## Deploying a fine-tuned model with Model-As-Service Serverless

This notebook shows how to deploy a fine-tuned model serverless on Azure AI Model-As-Service.

**Note**: It waits for the fine-tuned model to be available so it is safe running it before the fine-tuning job has completed.

#### Model
We will use the model fine-tuned in the previous [2_finetune.ipynb](./2_finetune.ipynb) notebook.

#### Pre-requisites
Same as in the [1_gen.ipynb](./1_gen.ipynb) notebook, you need to subscribe to the Marketplace offering.

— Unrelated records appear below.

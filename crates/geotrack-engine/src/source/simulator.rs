use async_trait::async_trait;
use chrono::Utc;
use geotrack_core::error::Result;
use geotrack_core::models::{Fix, FixQuality};
use geotrack_core::nmea;
use geotrack_core::ports::PositionSource;

/// Distance covered per read
pub const DEFAULT_STEP_METERS: f64 = 25.0;

/// Reads spent walking out before turning back
pub const DEFAULT_LEG_READS: u64 = 8;

const WALKING_SPEED: f64 = 1.4;

/// Deterministic receiver walking away from a point and back
///
/// Each read yields a GGA and an RMC sentence for the next position on the
/// walk. Optional dropouts return empty reads to exercise lost-fix handling.
pub struct SimulatorSource {
    origin: (f64, f64),
    bearing: f64,
    step_meters: f64,
    leg_reads: u64,
    dropout: Option<(u64, u64)>,
    tick: u64,
}

impl SimulatorSource {
    pub fn new(latitude: f64, longitude: f64) -> Self {
        Self {
            origin: (latitude, longitude),
            bearing: 0.0,
            step_meters: DEFAULT_STEP_METERS,
            leg_reads: DEFAULT_LEG_READS,
            dropout: None,
            tick: 0,
        }
    }

    pub fn with_bearing(mut self, degrees: f64) -> Self {
        self.bearing = degrees;
        self
    }

    pub fn with_step(mut self, meters: f64) -> Self {
        self.step_meters = meters;
        self
    }

    pub fn with_leg(mut self, reads: u64) -> Self {
        self.leg_reads = reads.max(1);
        self
    }

    /// Return `length` empty reads at the end of every `every` reads
    pub fn with_dropout(mut self, every: u64, length: u64) -> Self {
        self.dropout = (every > 0 && length > 0).then_some((every, length.min(every)));
        self
    }

    /// Distance from the origin at read number `tick`
    pub fn offset_at(&self, tick: u64) -> f64 {
        let phase = tick % (2 * self.leg_reads);
        let steps = if phase <= self.leg_reads { phase } else { 2 * self.leg_reads - phase };
        steps as f64 * self.step_meters
    }

    fn in_dropout(&self, tick: u64) -> bool {
        match self.dropout {
            Some((every, length)) => tick % every >= every - length,
            None => false,
        }
    }

    fn fix_at(&self, tick: u64) -> Result<Fix> {
        let (lat, lon) = geotrack_geo::destination(
            self.origin.0,
            self.origin.1,
            self.bearing,
            self.offset_at(tick),
        );

        Ok(Fix::new(lat, lon, Utc::now())?
            .with_altitude(10.0)
            .with_speed(WALKING_SPEED)
            .with_satellites(8)
            .with_quality(FixQuality::Simulation))
    }
}

#[async_trait]
impl PositionSource for SimulatorSource {
    async fn read(&mut self) -> Result<Vec<u8>> {
        let tick = self.tick;
        self.tick += 1;

        if self.in_dropout(tick) {
            return Ok(Vec::new());
        }

        let fix = self.fix_at(tick)?;
        Ok(format!("{}\r\n{}\r\n", nmea::encode_gga(&fix), nmea::encode_rmc(&fix)).into_bytes())
    }

    fn describe(&self) -> String {
        format!("simulator from {:.4}, {:.4}", self.origin.0, self.origin.1)
    }
}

This should be done already but here is the [documentation](https://aka.ms/raft-llama-31-learn-deploy-405b) in case you worked around this in the previous notebook.

The requirements should have been automatically installed if you opened the project in Dev Container or Codespaces, but if not, uncomment the following cell to install the requirements


## Overview
![](./doc/raft-process-deploy.png)

In [1]:
#%pip install azure-ai-ml

In [None]:
from azure.ai.ml import MLClient
from azure.identity import (
    DefaultAzureCredential,
    InteractiveBrowserCredential,
)
from azure.ai.ml.entities import MarketplaceSubscription, ServerlessEndpoint

try:
    credential = DefaultAzureCredential()
    credential.get_token("https://management.azure.com/.default")
except Exception as ex:
    credential = InteractiveBrowserCredential()

try:
    client = MLClient.from_config(credential=credential)
except:
    print("Please create a workspace configuration file in the current directory.")

# Get AzureML workspace object.
workspace = client._workspaces.get(client.workspace_name)
workspace_id = workspace._workspace_id

Let's figure out the name of the finetuned model from the shared state environment

In [3]:
import os
from dotenv import load_dotenv

# Variables passed by previous notebooks
load_dotenv(".env.state")

FINETUNED_MODEL_NAME = os.getenv("FINETUNED_MODEL_NAME")
FINETUNED_MODEL_FORMAT = os.getenv("FINETUNED_MODEL_FORMAT")

The fine-tuning job might still be training so let's wait until the model is ready

In [None]:
from utils import wait_for_model

print(f"Waiting for fine tuned model {FINETUNED_MODEL_NAME} to complete training...")
model = wait_for_model(client, FINETUNED_MODEL_NAME)
print(f"Model {FINETUNED_MODEL_NAME} is ready")

Let's subscribe to the model, this requires having accepted the provider's Marketplace terms at least once in the Model Catalog UI before

In [None]:
base_model_id = model.properties["baseModelId"]
model_id = model.id
subscription_name = base_model_id.split("/")[-1].replace(".", "-").replace("_", "-")
print(f"Subscribing to {subscription_name} for model ID {base_model_id}")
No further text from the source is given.